# Supplied records:
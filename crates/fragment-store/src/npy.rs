//! NumPy `.npy` / `.npz` decoding
//!
//! Float arrays (`<f8`, `<f4`) decode to [`ArchiveEntry::Float`] and integer
//! arrays (`<i8`, `<i4`) to [`ArchiveEntry::Int`]. Object arrays (pickled
//! dicts) are not readable; keyed data must be stored as `.npz`.

use crate::splitter::ArchiveEntry;
use ndarray::{ArrayD, IxDyn, OwnedRepr};
use ndarray_npy::{NpzReader, NpzWriter, ReadNpyError, ReadNpyExt, ReadNpzError, WriteNpyError, WriteNpyExt, WriteNpzError};
use std::collections::BTreeMap;
use std::io::{Read, Seek, Write};

/// Decode one `.npy` image, trying each supported dtype in turn
pub(crate) fn decode_npy(bytes: &[u8]) -> Result<ArchiveEntry, ReadNpyError> {
    match ArrayD::<f64>::read_npy(bytes) {
        Err(ReadNpyError::WrongDescriptor(_)) => {}
        other => return other.map(ArchiveEntry::Float),
    }
    match ArrayD::<f32>::read_npy(bytes) {
        Err(ReadNpyError::WrongDescriptor(_)) => {}
        other => return other.map(|a| ArchiveEntry::Float(a.mapv(f64::from))),
    }
    match ArrayD::<i64>::read_npy(bytes) {
        Err(ReadNpyError::WrongDescriptor(_)) => {}
        other => return other.map(ArchiveEntry::Int),
    }
    ArrayD::<i32>::read_npy(bytes).map(|a| ArchiveEntry::Int(a.mapv(i64::from)))
}

/// Encode an array as a `.npy` image
pub(crate) fn encode_npy<T>(array: &ArrayD<T>) -> Result<Vec<u8>, WriteNpyError>
where
    ArrayD<T>: WriteNpyExt,
{
    let mut bytes = Vec::new();
    array.write_npy(&mut bytes)?;
    Ok(bytes)
}

/// Read every array of an `.npz` container, keyed by name without the `.npy` suffix
pub(crate) fn read_npz<R: Read + Seek>(reader: R) -> Result<BTreeMap<String, ArchiveEntry>, ReadNpzError> {
    let mut npz = NpzReader::new(reader)?;
    let mut entries = BTreeMap::new();
    for name in npz.names()? {
        let entry = npz_entry(&mut npz, &name)?;
        let key = name.strip_suffix(".npy").unwrap_or(&name).to_string();
        entries.insert(key, entry);
    }
    Ok(entries)
}

/// Write named arrays as an `.npz` container
pub(crate) fn write_npz<W: Write + Seek>(
    writer: W,
    entries: &BTreeMap<String, ArchiveEntry>,
) -> Result<(), WriteNpzError> {
    let mut npz = NpzWriter::new(writer);
    for (name, entry) in entries {
        match entry {
            ArchiveEntry::Float(a) => npz.add_array(name.as_str(), a)?,
            ArchiveEntry::Int(a) => npz.add_array(name.as_str(), a)?,
        }
    }
    npz.finish()?;
    Ok(())
}

fn npz_entry<R: Read + Seek>(npz: &mut NpzReader<R>, name: &str) -> Result<ArchiveEntry, ReadNpzError> {
    match npz.by_name::<OwnedRepr<f64>, IxDyn>(name) {
        Err(e) if wrong_dtype(&e) => {}
        other => return other.map(ArchiveEntry::Float),
    }
    match npz.by_name::<OwnedRepr<f32>, IxDyn>(name) {
        Err(e) if wrong_dtype(&e) => {}
        other => return other.map(|a| ArchiveEntry::Float(a.mapv(f64::from))),
    }
    match npz.by_name::<OwnedRepr<i64>, IxDyn>(name) {
        Err(e) if wrong_dtype(&e) => {}
        other => return other.map(ArchiveEntry::Int),
    }
    npz.by_name::<OwnedRepr<i32>, IxDyn>(name)
        .map(|a| ArchiveEntry::Int(a.mapv(i64::from)))
}

fn wrong_dtype(err: &ReadNpzError) -> bool {
    matches!(err, ReadNpzError::Npy(ReadNpyError::WrongDescriptor(_)))
}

# Problem to work on:
Among the entries above, count every line containing the string "WriteNpyError". Your reply must be that number alone.

# Result of the exercise:
2